_Task to complete:_ Once you have read the data below, please repeat all of it exactly.

_Data to process:_
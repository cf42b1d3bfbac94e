use crate::domain::transaction::{PublicStatus, TransactionId, TransactionStatus};
use thiserror::Error;

pub type Result<T> = std::result::Result<T, PaymentError>;

#[derive(Error, Debug)]
pub enum PaymentError {
    #[error("Invalid command: {0}")]
    InvalidCommand(String),

    #[error("Insufficient funds: user {user_id} has {available}, requested {requested}")]
    InsufficientFunds {
        user_id: u64,
        available: String,
        requested: String,
    },

    #[error("Gateway rejected transaction {transaction_id}: {reason}")]
    GatewayRejected {
        transaction_id: TransactionId,
        reason: String,
    },

    #[error("Gateway outcome for transaction {transaction_id} is indeterminate: {reason}")]
    GatewayIndeterminate {
        transaction_id: TransactionId,
        reason: String,
    },

    #[error("Store unavailable: {0}")]
    StoreUnavailable(String),

    #[error("Finalization failed for transaction {transaction_id}: {reason}")]
    FinalizationFailed {
        transaction_id: TransactionId,
        reason: String,
    },

    #[error("Transaction not found: {0}")]
    TransactionNotFound(TransactionId),

    #[error("Transaction {transaction_id} already finalized as {status}")]
    AlreadyFinalized {
        transaction_id: TransactionId,
        status: TransactionStatus,
    },

    #[error("CSV error: {0}")]
    CsvError(#[from] csv::Error),

    #[error("IO error: {0}")]
    IoError(#[from] std::io::Error),

    #[error("Internal error: {0}")]
    InternalError(Box<dyn std::error::Error + Send + Sync>),
}

impl PaymentError {
    /// Stable machine-readable code for callers.
    pub fn code(&self) -> &'static str {
        match self {
            PaymentError::InvalidCommand(_) => "invalid_command",
            PaymentError::InsufficientFunds { .. } => "insufficient_funds",
            PaymentError::GatewayRejected { .. } => "gateway_rejected",
            PaymentError::GatewayIndeterminate { .. } => "gateway_indeterminate",
            PaymentError::StoreUnavailable(_) => "store_unavailable",
            PaymentError::FinalizationFailed { .. } => "finalization_failed",
            PaymentError::TransactionNotFound(_) => "transaction_not_found",
            PaymentError::AlreadyFinalized { .. } => "already_finalized",
            PaymentError::CsvError(_) | PaymentError::IoError(_) => "io_error",
            PaymentError::InternalError(_) => "internal_error",
        }
    }

    /// Whether the payment may still complete without the caller resubmitting.
    ///
    /// Indeterminate and finalization failures are owned by the reconciliation
    /// path once a transaction id exists.
    pub fn is_pending(&self) -> bool {
        matches!(
            self,
            PaymentError::GatewayIndeterminate { .. } | PaymentError::FinalizationFailed { .. }
        )
    }

    /// Whether the caller may retry the same command (with the same
    /// idempotency key).
    pub fn is_retriable(&self) -> bool {
        self.is_pending() || matches!(self, PaymentError::StoreUnavailable(_))
    }

    /// Status a caller should report for the payment that produced this error.
    pub fn public_status(&self) -> PublicStatus {
        match self {
            PaymentError::AlreadyFinalized { status, .. } => status.public_status(),
            e if e.is_pending() => PublicStatus::Pending,
            _ => PublicStatus::Failed,
        }
    }

    /// The transaction this error refers to, if a reservation was made.
    pub fn transaction_id(&self) -> Option<TransactionId> {
        match self {
            PaymentError::GatewayRejected { transaction_id, .. }
            | PaymentError::GatewayIndeterminate { transaction_id, .. }
            | PaymentError::FinalizationFailed { transaction_id, .. }
            | PaymentError::AlreadyFinalized { transaction_id, .. } => Some(*transaction_id),
            PaymentError::TransactionNotFound(id) => Some(*id),
            _ => None,
        }
    }
}

#[cfg(feature = "storage-rocksdb")]
impl From<rocksdb::Error> for PaymentError {
    fn from(e: rocksdb::Error) -> Self {
        PaymentError::StoreUnavailable(e.to_string())
    }
}

impl From<serde_json::Error> for PaymentError {
    fn from(e: serde_json::Error) -> Self {
        PaymentError::InternalError(Box::new(e))
    }
}

#[cfg(test)]
mod tests {
    use super::*;

    #[test]
    fn test_pending_errors_are_retriable() {
        let id = TransactionId::new();
        let err = PaymentError::GatewayIndeterminate {
            transaction_id: id,
            reason: "timeout".to_string(),
        };
        assert!(err.is_pending());
        assert!(err.is_retriable());
        assert_eq!(err.transaction_id(), Some(id));
        assert_eq!(err.code(), "gateway_indeterminate");
        assert_eq!(err.public_status(), PublicStatus::Pending);
    }

    #[test]
    fn test_business_rejections_are_final() {
        let err = PaymentError::InsufficientFunds {
            user_id: 1,
            available: "500.00".to_string(),
            requested: "1000.50".to_string(),
        };
        assert!(!err.is_pending());
        assert!(!err.is_retriable());
        assert_eq!(err.transaction_id(), None);

        let err = PaymentError::GatewayRejected {
            transaction_id: TransactionId::new(),
            reason: "card declined".to_string(),
        };
        assert!(!err.is_retriable());
        assert_eq!(err.code(), "gateway_rejected");
        assert_eq!(err.public_status(), PublicStatus::Failed);

        let err = PaymentError::AlreadyFinalized {
            transaction_id: TransactionId::new(),
            status: TransactionStatus::Success,
        };
        assert_eq!(err.public_status(), PublicStatus::Success);
    }

    #[test]
    fn test_store_unavailable_is_retriable_but_not_pending() {
        let err = PaymentError::StoreUnavailable("connection reset".to_string());
        assert!(err.is_retriable());
        assert!(!err.is_pending());
    }
}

_Task response:_
repository cf42b1d3bfbac94e
use crate::domain::transaction::{PublicStatus, TransactionId, TransactionStatus};
use thiserror::Error;

pub type Result<T> = std::result::Result<T, PaymentError>;

#[derive(Error, Debug)]
pub enum PaymentError {
    #[error("Invalid command: {0}")]
    InvalidCommand(String),

    #[error("Insufficient funds: user {user_id} has {available}, requested {requested}")]
    InsufficientFunds {
        user_id: u64,
        available: String,
        requested: String,
    },

    #[error("Gateway rejected transaction {transaction_id}: {reason}")]
    GatewayRejected {
        transaction_id: TransactionId,
        reason: String,
    },

    #[error("Gateway outcome for transaction {transaction_id} is indeterminate: {reason}")]
    GatewayIndeterminate {
        transaction_id: TransactionId,
        reason: String,
    },

    #[error("Store unavailable: {0}")]
    StoreUnavailable(String),

    #[error("Finalization failed for transaction {transaction_id}: {reason}")]
    FinalizationFailed {
        transaction_id: TransactionId,
        reason: String,
    },

    #[error("Transaction not found: {0}")]
    TransactionNotFound(TransactionId),

    #[error("Transaction {transaction_id} already finalized as {status}")]
    AlreadyFinalized {
        transaction_id: TransactionId,
        status: TransactionStatus,
    },

    #[error("CSV error: {0}")]
    CsvError(#[from] csv::Error),

    #[error("IO error: {0}")]
    IoError(#[from] std::io::Error),

    #[error("Internal error: {0}")]
    InternalError(Box<dyn std::error::Error + Send + Sync>),
}

impl PaymentError {
    /// Stable machine-readable code for callers.
    pub fn code(&self) -> &'static str {
        match self {
            PaymentError::InvalidCommand(_) => "invalid_command",
            PaymentError::InsufficientFunds { .. } => "insufficient_funds",
            PaymentError::GatewayRejected { .. } => "gateway_rejected",
            PaymentError::GatewayIndeterminate { .. } => "gateway_indeterminate",
            PaymentError::StoreUnavailable(_) => "store_unavailable",
            PaymentError::FinalizationFailed { .. } => "finalization_failed",
            PaymentError::TransactionNotFound(_) => "transaction_not_found",
            PaymentError::AlreadyFinalized { .. } => "already_finalized",
            PaymentError::CsvError(_) | PaymentError::IoError(_) => "io_error",
            PaymentError::InternalError(_) => "internal_error",
        }
    }

    /// Whether the payment may still complete without the caller resubmitting.
    ///
    /// Indeterminate and finalization failures are owned by the reconciliation
    /// path once a transaction id exists.
    pub fn is_pending(&self) -> bool {
        matches!(
            self,
            PaymentError::GatewayIndeterminate { .. } | PaymentError::FinalizationFailed { .. }
        )
    }

    /// Whether the caller may retry the same command (with the same
    /// idempotency key).
    pub fn is_retriable(&self) -> bool {
        self.is_pending() || matches!(self, PaymentError::StoreUnavailable(_))
    }

    /// Status a caller should report for the payment that produced this error.
    pub fn public_status(&self) -> PublicStatus {
        match self {
            PaymentError::AlreadyFinalized { status, .. } => status.public_status(),
            e if e.is_pending() => PublicStatus::Pending,
            _ => PublicStatus::Failed,
        }
    }

    /// The transaction this error refers to, if a reservation was made.
    pub fn transaction_id(&self) -> Option<TransactionId> {
        match self {
            PaymentError::GatewayRejected { transaction_id, .. }
            | PaymentError::GatewayIndeterminate { transaction_id, .. }
            | PaymentError::FinalizationFailed { transaction_id, .. }
            | PaymentError::AlreadyFinalized { transaction_id, .. } => Some(*transaction_id),
            PaymentError::TransactionNotFound(id) => Some(*id),
            _ => None,
        }
    }
}

#[cfg(feature = "storage-rocksdb")]
impl From<rocksdb::Error> for PaymentError {
    fn from(e: rocksdb::Error) -> Self {
        PaymentError::StoreUnavailable(e.to_string())
    }
}

impl From<serde_json::Error> for PaymentError {
    fn from(e: serde_json::Error) -> Self {
        PaymentError::InternalError(Box::new(e))
    }
}

#[cfg(test)]
mod tests {
    use super::*;

    #[test]
    fn test_pending_errors_are_retriable() {
        let id = TransactionId::new();
        let err = PaymentError::GatewayIndeterminate {
            transaction_id: id,
            reason: "timeout".to_string(),
        };
        assert!(err.is_pending());
        assert!(err.is_retriable());
        assert_eq!(err.transaction_id(), Some(id));
        assert_eq!(err.code(), "gateway_indeterminate");
        assert_eq!(err.public_status(), PublicStatus::Pending);
    }

    #[test]
    fn test_business_rejections_are_final() {
        let err = PaymentError::InsufficientFunds {
            user_id: 1,
            available: "500.00".to_string(),
            requested: "1000.50".to_string(),
        };
        assert!(!err.is_pending());
        assert!(!err.is_retriable());
        assert_eq!(err.transaction_id(), None);

        let err = PaymentError::GatewayRejected {
            transaction_id: TransactionId::new(),
            reason: "card declined".to_string(),
        };
        assert!(!err.is_retriable());
        assert_eq!(err.code(), "gateway_rejected");
        assert_eq!(err.public_status(), PublicStatus::Failed);

        let err = PaymentError::AlreadyFinalized {
            transaction_id: TransactionId::new(),
            status: TransactionStatus::Success,
        };
        assert_eq!(err.public_status(), PublicStatus::Success);
    }

    #[test]
    fn test_store_unavailable_is_retriable_but_not_pending() {
        let err = PaymentError::StoreUnavailable("connection reset".to_string());
        assert!(err.is_retriable());
        assert!(!err.is_pending());
    }
}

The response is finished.